Using the tyranny of a legally dubious workplace as narrative spur, the proceedings are visually utilitarian and kinetically specific, from a near-Orwellian opening with the cast assembled around Victoria Petrovich’s spare setting.

A sole figure stands facing upstage: pregnant, undocumented Tomasina (Maritxell Carrero), the Tom Joad figure. Crossing her path is K.C. (Raquel McPeek), a deaf stand-in for Steinbeck’s preacher man Casey.

Under Robert Castro’s diligent direction, their dual advent at a questionable warehouse overseen by stringent Cadabra (Caro Zeller) pulls commitment from the cast. It includes Diana Elizabeth Jordan’s soulful Ma Joad counterpart, Bianca LeMaire’s astute voice of rebellion and the tag-team of Tania Camargo, Cheryl Ann Gottselig and Sheresade Poblet.

It unfolds with disciplined spatial placement, less-is-more ingenuity and flashes of dramatic poetry, aided by Jose Lopez’s stark lighting design.

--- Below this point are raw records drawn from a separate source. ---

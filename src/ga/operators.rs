//! Permutation-preserving genetic operators.
//!
//! - [`crossover`]: order-preserving segment crossover, one offspring per call
//! - [`mutate`]: probabilistic transposition of a segment's two boundary alleles
//!
//! Both pick their segment with [`segment_bounds`]: a random `[low, high]`
//! with `low < high` and `high - low <= ceil(n / 2)`.
//!
//! # References
//!
//! - Davis (1985), "Applying Adaptive Algorithms to Epistatic Domains"
//! - Cicirello (2023), "Genetic Operators for Permutation Representation"

use super::types::Genome;
use crate::graph::Vertex;
use rand::Rng;
use std::collections::HashSet;

/// Rejected draws tolerated before falling back to the widest span.
const MAX_SEGMENT_DRAWS: usize = 64;

// ============================================================================
// Segment sampling
// ============================================================================

/// Picks a random segment `[low, high]` within `0..n`.
///
/// `low` is uniform over `0..n-1` and `high` over `low+1..n`; draws whose
/// span exceeds `ceil(n / 2)` are redrawn. After a bounded number of
/// rejections the widest valid span starting at the last `low` is used.
///
/// Returns `None` when `n < 2`, where no segment with `low < high` exists.
pub fn segment_bounds<R: Rng>(n: usize, rng: &mut R) -> Option<(usize, usize)> {
    sample_segment(n, rng, MAX_SEGMENT_DRAWS)
}

fn sample_segment<R: Rng>(n: usize, rng: &mut R, max_draws: usize) -> Option<(usize, usize)> {
    if n < 2 {
        return None;
    }
    if n == 2 {
        return Some((0, 1));
    }

    let max_span = n.div_ceil(2);
    let mut low = 0;
    for _ in 0..max_draws {
        low = rng.random_range(0..n - 1);
        let high = rng.random_range(low + 1..n);
        if high - low <= max_span {
            return Some((low, high));
        }
    }
    Some((low, (low + max_span).min(n - 1)))
}

// ============================================================================
// Crossover
// ============================================================================

/// Order-preserving segment crossover.
///
/// Copies a random segment of `parent1` in place, then fills the remaining
/// positions with the missing alleles in `parent2`'s order. Parents of
/// length 0 or 1 yield a copy of `parent1`.
///
/// # Panics
/// Panics if the parents differ in length or are not permutations of the
/// same vertex set.
pub fn crossover<V: Vertex, R: Rng>(
    parent1: &Genome<V>,
    parent2: &Genome<V>,
    rng: &mut R,
) -> Genome<V> {
    assert_eq!(parent1.len(), parent2.len(), "parents must have equal length");

    match segment_bounds(parent1.len(), rng) {
        Some((low, high)) => segment_crossover(parent1, parent2, low, high),
        None => parent1.clone(),
    }
}

/// Crossover over a fixed segment `[low, high]`.
///
/// # Algorithm
///
/// 1. Copy `parent1[low..=high]` into the offspring at the same positions
/// 2. Open positions are `0..low` followed by `high+1..n`
/// 3. Walk `parent2` in order; each allele not yet in the offspring takes
///    the next open position
///
/// # Panics
/// Panics if `low > high`, `high` is out of bounds, or the parents are not
/// permutations of the same vertex set.
pub fn segment_crossover<V: Vertex>(
    parent1: &Genome<V>,
    parent2: &Genome<V>,
    low: usize,
    high: usize,
) -> Genome<V> {
    let n = parent1.len();
    assert_eq!(n, parent2.len(), "parents must have equal length");
    assert!(low <= high && high < n, "segment [{low}, {high}] out of bounds for length {n}");

    let mut offspring: Vec<Option<V>> = vec![None; n];
    let mut placed: HashSet<&V> = HashSet::with_capacity(n);

    for i in low..=high {
        offspring[i] = Some(parent1[i].clone());
        placed.insert(&parent1[i]);
    }

    let mut open = (0..low).chain(high + 1..n);
    for allele in parent2.iter() {
        if placed.contains(allele) {
            continue;
        }
        let Some(pos) = open.next() else {
            break;
        };
        offspring[pos] = Some(allele.clone());
        placed.insert(allele);
    }

    offspring
        .into_iter()
        .map(|slot| slot.expect("parents must be permutations of the same vertices"))
        .collect()
}

// ============================================================================
// Mutation
// ============================================================================

/// Swaps the boundary alleles of a random segment with probability
/// `mutation_rate`.
///
/// The probability is drawn once per call. Only the two alleles at `low`
/// and `high` move; the segment interior is untouched. Genomes shorter
/// than 2 are returned unchanged.
pub fn mutate<V, R: Rng>(genome: Genome<V>, mutation_rate: f64, rng: &mut R) -> Genome<V> {
    if rng.random::<f64>() >= mutation_rate {
        return genome;
    }

    match segment_bounds(genome.len(), rng) {
        Some((low, high)) => {
            let mut alleles = genome.into_inner();
            alleles.swap(low, high);
            Genome::new(alleles)
        }
        None => genome,
    }
}

// ============================================================================
// Tests
// ============================================================================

However, while “Swarm Cell” is admirable in its diversity and cultural overview, it also is stylized to the extreme, the ritual tactics not always dovetailing with even abstract storytelling. The text, which includes passages of untranslated Spanish and American Sign Language, too often forfeits accessibility for symbology, with results that are sometimes riveting, other times downright perplexing.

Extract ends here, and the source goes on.